Re: [PATCH v6 4/5] dmaengine: fsl-edma: add runtime suspend/resume support

Linux kernel and device drivers for NXP i.MX platforms
 help / color / mirror / Atom feed

From: sashiko-bot@kernel.org
To: joy.zou@oss.nxp.com
Cc: Frank.Li@kernel.org, imx@lists.linux.dev, vkoul@kernel.org,
	dmaengine@vger.kernel.org
Subject: Re: [PATCH v6 4/5] dmaengine: fsl-edma: add runtime suspend/resume support
Date: Wed, 01 Jul 2026 09:43:12 +0000	[thread overview]
Message-ID: <20260701094312.B0EE61F000E9@smtp.kernel.org> (raw)
In-Reply-To: <20260701-b4-edma-runtime-opt-v6-4-354ff4229c00@oss.nxp.com>

Thank you for your contribution!

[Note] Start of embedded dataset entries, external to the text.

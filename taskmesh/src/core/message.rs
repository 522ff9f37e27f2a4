use crate::cluster::Role;
use crate::error::TaskmeshError;
use crate::tasks::TaskTable;
use serde::{Deserialize, Serialize};
use serde_json::Value;

/// `CANDIDATURA_LIDER`: a standby's bid for leadership. Lower priority wins.
#[derive(Clone, Debug, PartialEq, Eq, Serialize, Deserialize)]
pub struct ElectionBallot {
  #[serde(rename = "candidatoId")]
  pub candidate_id: String,
  #[serde(rename = "prioridade")]
  pub priority: u64,
}
impl ElectionBallot {
  /// True if `self` beats `other`: strictly lower priority, ties broken by lexicographic id.
  pub fn beats(&self, other: &ElectionBallot) -> bool {
    (self.priority, self.candidate_id.as_str()) < (other.priority, other.candidate_id.as_str())
  }
}

/// `NOVO_LIDER_CONFIRMADO`
#[derive(Clone, Debug, PartialEq, Eq, Serialize, Deserialize)]
pub struct LeaderConfirmed {
  #[serde(rename = "liderId")]
  pub leader_id: String,
  #[serde(rename = "prioridade")]
  pub priority: u64,
}

/// `NOVO_ORQUESTRADOR_PRINCIPAL`: where workers and standbys should look for the new leader.
#[derive(Clone, Debug, PartialEq, Eq, Serialize, Deserialize)]
pub struct LeaderAnnouncement {
  #[serde(rename = "novoOrquestradorId")]
  pub leader_id: String,
  #[serde(rename = "novoHost")]
  pub host: String,
  #[serde(rename = "novaPorta")]
  pub port: u16,
}

/// `SIMPLE_HEARTBEAT` and `SIMPLE_HEARTBEAT_RESPONSE`: presence beacons feeding the peer
/// directory.
#[derive(Clone, Debug, PartialEq, Eq, Serialize, Deserialize)]
pub struct Presence {
  #[serde(rename = "papel")]
  pub role: Role,
  #[serde(rename = "liderConhecido")]
  pub known_leader: String,
}

/// `BACKUP_HEARTBEAT` and `HEARTBEAT_RESPONSE` between a standby and the active coordinator.
#[derive(Clone, Debug, PartialEq, Eq, Serialize, Deserialize)]
pub struct PeerHeartbeat {
  #[serde(rename = "origem")]
  pub from: String,
  #[serde(rename = "destino")]
  pub to: String,
}

/// `DATA_SYNC` and `SYNC_TAREFAS_IMEDIATA`: the authoritative task table.
#[derive(Clone, Debug, PartialEq, Serialize, Deserialize)]
pub struct FullState {
  #[serde(rename = "liderAtual")]
  pub leader_id: String,
  #[serde(rename = "estado")]
  pub table: TaskTable,
}

/// `DATA_SYNC_REQUEST`
#[derive(Clone, Debug, PartialEq, Eq, Serialize, Deserialize)]
pub struct SyncRequest {
  #[serde(rename = "solicitanteId")]
  pub requester_id: String,
}

/// `SNAPSHOT_MARKER`
#[derive(Clone, Debug, PartialEq, Eq, Serialize, Deserialize)]
pub struct SnapshotMarker {
  #[serde(rename = "snapshotId")]
  pub snapshot_id: String,
  #[serde(rename = "origem")]
  pub origin: String,
  pub timestamp: i64,
}

/// `FILE_SYNC`: the active coordinator's task file as raw bytes, base64 encoded, with the
/// base64 SHA-256 digest of those bytes.
#[derive(Clone, Debug, PartialEq, Eq, Serialize, Deserialize)]
pub struct FileSync {
  #[serde(rename = "senderId")]
  pub sender_id: String,
  #[serde(rename = "fileHash")]
  pub file_hash: String,
  #[serde(rename = "fileContent")]
  pub file_content: String,
  pub timestamp: i64,
}

macro_rules! bus_messages {
  ($($variant:ident($payload:ty) => $wire:literal,)+) => {
    /// Every message kind carried by the group bus, decoded once at the bus boundary.
    #[derive(Clone, Debug, PartialEq)]
    pub enum BusMsg {
      $($variant($payload),)+
    }

    /// Dispatch key of a [`BusMsg`].
    #[derive(Clone, Copy, Debug, PartialEq, Eq, Hash, PartialOrd, Ord)]
    pub enum MsgKind {
      $($variant,)+
    }
    impl MsgKind {
      pub const ALL: &'static [MsgKind] = &[$(MsgKind::$variant,)+];

      pub fn wire_name(self) -> &'static str {
        match self {
          $(MsgKind::$variant => $wire,)+
        }
      }

      pub fn from_wire(tipo: &str) -> Option<MsgKind> {
        match tipo {
          $($wire => Some(MsgKind::$variant),)+
          _ => None,
        }
      }
    }

    impl BusMsg {
      pub fn kind(&self) -> MsgKind {
        match self {
          $(BusMsg::$variant(_) => MsgKind::$variant,)+
        }
      }

      pub fn payload(&self) -> serde_json::Result<Value> {
        match self {
          $(BusMsg::$variant(p) => serde_json::to_value(p),)+
        }
      }

      fn from_payload(kind: MsgKind, dados: Value) -> serde_json::Result<BusMsg> {
        match kind {
          $(MsgKind::$variant => serde_json::from_value(dados).map(BusMsg::$variant),)+
        }
      }
    }
  };
}

bus_messages! {
  Candidacy(ElectionBallot) => "CANDIDATURA_LIDER",
  LeaderConfirmed(LeaderConfirmed) => "NOVO_LIDER_CONFIRMADO",
  NewPrimary(LeaderAnnouncement) => "NOVO_ORQUESTRADOR_PRINCIPAL",
  Presence(Presence) => "SIMPLE_HEARTBEAT",
  PresenceReply(Presence) => "SIMPLE_HEARTBEAT_RESPONSE",
  BackupHeartbeat(PeerHeartbeat) => "BACKUP_HEARTBEAT",
  HeartbeatResponse(PeerHeartbeat) => "HEARTBEAT_RESPONSE",
  DataSync(FullState) => "DATA_SYNC",
  DataSyncRequest(SyncRequest) => "DATA_SYNC_REQUEST",
  SyncNow(FullState) => "SYNC_TAREFAS_IMEDIATA",
  Marker(SnapshotMarker) => "SNAPSHOT_MARKER",
  FileSync(FileSync) => "FILE_SYNC",
}

/// A stamped bus message as seen by handlers.
#[derive(Clone, Debug, PartialEq)]
pub struct Envelope {
  pub sender_id: String,
  pub msg: BusMsg,
  pub lamport: u64,
  pub wall_millis: i64,
}

#[derive(Serialize, Deserialize)]
struct WireEnvelope {
  #[serde(rename = "remetenteId")]
  sender_id: String,
  tipo: String,
  #[serde(default)]
  dados: Value,
  #[serde(rename = "timestampLamport")]
  lamport: u64,
  #[serde(rename = "timestampFisico", default)]
  wall_millis: i64,
}

impl Envelope {
  pub fn encode(&self) -> Result<Vec<u8>, TaskmeshError> {
    let wire = WireEnvelope {
      sender_id: self.sender_id.clone(),
      tipo: self.msg.kind().wire_name().to_string(),
      dados: self.msg.payload()?,
      lamport: self.lamport,
      wall_millis: self.wall_millis,
    };
    Ok(serde_json::to_vec(&wire)?)
  }

  /// Decodes a datagram. Unknown kinds are reported separately from malformed input so the bus
  /// can log them at a lower level.
  pub fn decode(bytes: &[u8]) -> Result<Envelope, TaskmeshError> {
    let wire: WireEnvelope = serde_json::from_slice(bytes)
      .map_err(|e| TaskmeshError::MalformedEnvelope(e.to_string()))?;
    if wire.sender_id.is_empty() {
      return Err(TaskmeshError::MalformedEnvelope("empty remetenteId".to_string()));
    }
    let kind = MsgKind::from_wire(&wire.tipo)
      .ok_or_else(|| TaskmeshError::UnknownMessageKind(wire.tipo.clone()))?;
    let msg = BusMsg::from_payload(kind, wire.dados).map_err(|e| {
      TaskmeshError::MalformedEnvelope(format!("{} payload: {}", kind.wire_name(), e))
    })?;
    Ok(Envelope {
      sender_id: wire.sender_id,
      msg,
      lamport: wire.lamport,
      wall_millis: wire.wall_millis,
    })
  }
}

#[cfg(test)]
use serde_json::json;

#[test]
fn test_wire_field_names() {
  let env = Envelope {
    sender_id: "orchestrator-backup-17".to_string(),
    msg: BusMsg::Candidacy(ElectionBallot {
      candidate_id: "orchestrator-backup-17".to_string(),
      priority: 17,
    }),
    lamport: 42,
    wall_millis: 1_700_000_000_000,
  };
  let value: Value = serde_json::from_slice(&env.encode().unwrap()).unwrap();
  assert_eq!(
    value,
    json!({
      "remetenteId": "orchestrator-backup-17",
      "tipo": "CANDIDATURA_LIDER",
      "dados": {"candidatoId": "orchestrator-backup-17", "prioridade": 17},
      "timestampLamport": 42,
      "timestampFisico": 1_700_000_000_000i64,
    })
  );
}

#[test]
fn test_decode_marker() {
  let raw = json!({
    "remetenteId": "orchestrator-principal",
    "tipo": "SNAPSHOT_MARKER",
    "dados": {"snapshotId": "orchestrator-principal-1", "origem": "orchestrator-principal", "timestamp": 5},
    "timestampLamport": 9,
    "timestampFisico": 0,
  });
  let env = Envelope::decode(raw.to_string().as_bytes()).unwrap();
  assert_eq!(env.msg.kind(), MsgKind::Marker);
  assert_eq!(env.lamport, 9);
  match env.msg {
    BusMsg::Marker(m) => assert_eq!(m.snapshot_id, "orchestrator-principal-1"),
    other => panic!("unexpected {:?}", other),
  }
}

#[test]
fn test_decode_faults() {
  let unknown = json!({"remetenteId": "a", "tipo": "FILE_LOCK", "dados": {}, "timestampLamport": 1});
  assert!(matches!(
    Envelope::decode(unknown.to_string().as_bytes()),
    Err(TaskmeshError::UnknownMessageKind(t)) if t == "FILE_LOCK"
  ));

  let missing = json!({"remetenteId": "a", "tipo": "BACKUP_HEARTBEAT", "dados": {"origem": "a"}, "timestampLamport": 1});
  assert!(matches!(
    Envelope::decode(missing.to_string().as_bytes()),
    Err(TaskmeshError::MalformedEnvelope(_))
  ));

  assert!(matches!(Envelope::decode(b"not json"), Err(TaskmeshError::MalformedEnvelope(_))));
}

#[test]
fn test_wire_names_are_distinct() {
  for kind in MsgKind::ALL {
    assert_eq!(MsgKind::from_wire(kind.wire_name()), Some(*kind));
  }
}

#[test]
fn test_ballot_ordering() {
  let a = ElectionBallot { candidate_id: "b-1".to_string(), priority: 1 };
  let b = ElectionBallot { candidate_id: "a-2".to_string(), priority: 2 };
  let c = ElectionBallot { candidate_id: "a-1".to_string(), priority: 1 };
  assert!(a.beats(&b));
  assert!(!b.beats(&a));
  assert!(c.beats(&a));
  assert!(!a.beats(&a));
}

Sashiko AI review found 5 potential issue(s) to consider:
- [High] Skipping hardware interrupt acknowledgment for inactive PM channels leads to an unrecoverable infinite IRQ storm.
- [High] The channel runtime suspend callback calls `synchronize_irq()` with a negative error code and fails to synchronize actual per-channel shared IRQs.
- [High] Accessing a freed `device_link` in `fsl_edma3_detach_pd()` due to devres teardown order inversion.
- [Medium] The DMA engine and its channels are exposed to clients before their IRQs and runtime PM domains are fully initialized.
- [Medium] Runtime PM usage counters for the engine device and channel power domains are permanently leaked on multiple error paths during probe.
--

commit a5800ff547600d938eb443a21684d6291b4658d1
Author: Joy Zou <joy.zou@nxp.com>

dmaengine: fsl-edma: add runtime suspend/resume support

Introduce runtime suspend and resume support for FSL eDMA. Enable
per-channel power domain management to facilitate runtime suspend and
resume operations.

> diff --git a/drivers/dma/fsl-edma-main.c b/drivers/dma/fsl-edma-main.c
> index fe02b68d75fd3..3518dfb4292d2 100644
> --- a/drivers/dma/fsl-edma-main.c
> +++ b/drivers/dma/fsl-edma-main.c
> @@ -37,15 +37,27 @@ static irqreturn_t fsl_edma_tx_handler(int irq, void *dev_id)
>  	unsigned int intr, ch;
>  	struct edma_regs *regs = &fsl_edma->regs;
>  
> +	if (pm_runtime_get_if_active(fsl_edma->dma_dev.dev) <= 0)
> +		return IRQ_NONE;
> +
>  	intr = edma_readl(fsl_edma, regs->intl);
> -	if (!intr)
> +	if (!intr) {
> +		pm_runtime_put(fsl_edma->dma_dev.dev);
>  		return IRQ_NONE;
> +	}
>  
> +	pm_runtime_put(fsl_edma->dma_dev.dev);
>  	for (ch = 0; ch < fsl_edma->n_chans; ch++) {
> +		struct fsl_edma_chan *fsl_chan = &fsl_edma->chans[ch];
> +
> +		if (pm_runtime_get_if_active(&fsl_chan->vchan.chan.dev->device) <= 0)
> +			continue;
> +
>  		if (intr & (0x1 << ch)) {
>  			edma_writeb(fsl_edma, EDMA_CINT_CINT(ch), regs->cint);
>  			fsl_edma_tx_chan_handler(&fsl_edma->chans[ch]);
>  		}
> +		pm_runtime_put(&fsl_chan->vchan.chan.dev->device);
>  	}
>  	return IRQ_HANDLED;
>  }

[Severity: High]
If a channel is runtime suspended (e.g., due to a hardware race or a spurious
interrupt), the interrupt bit is never cleared because the loop evaluates
pm_runtime_get_if_active() <= 0 and continues to the next iteration.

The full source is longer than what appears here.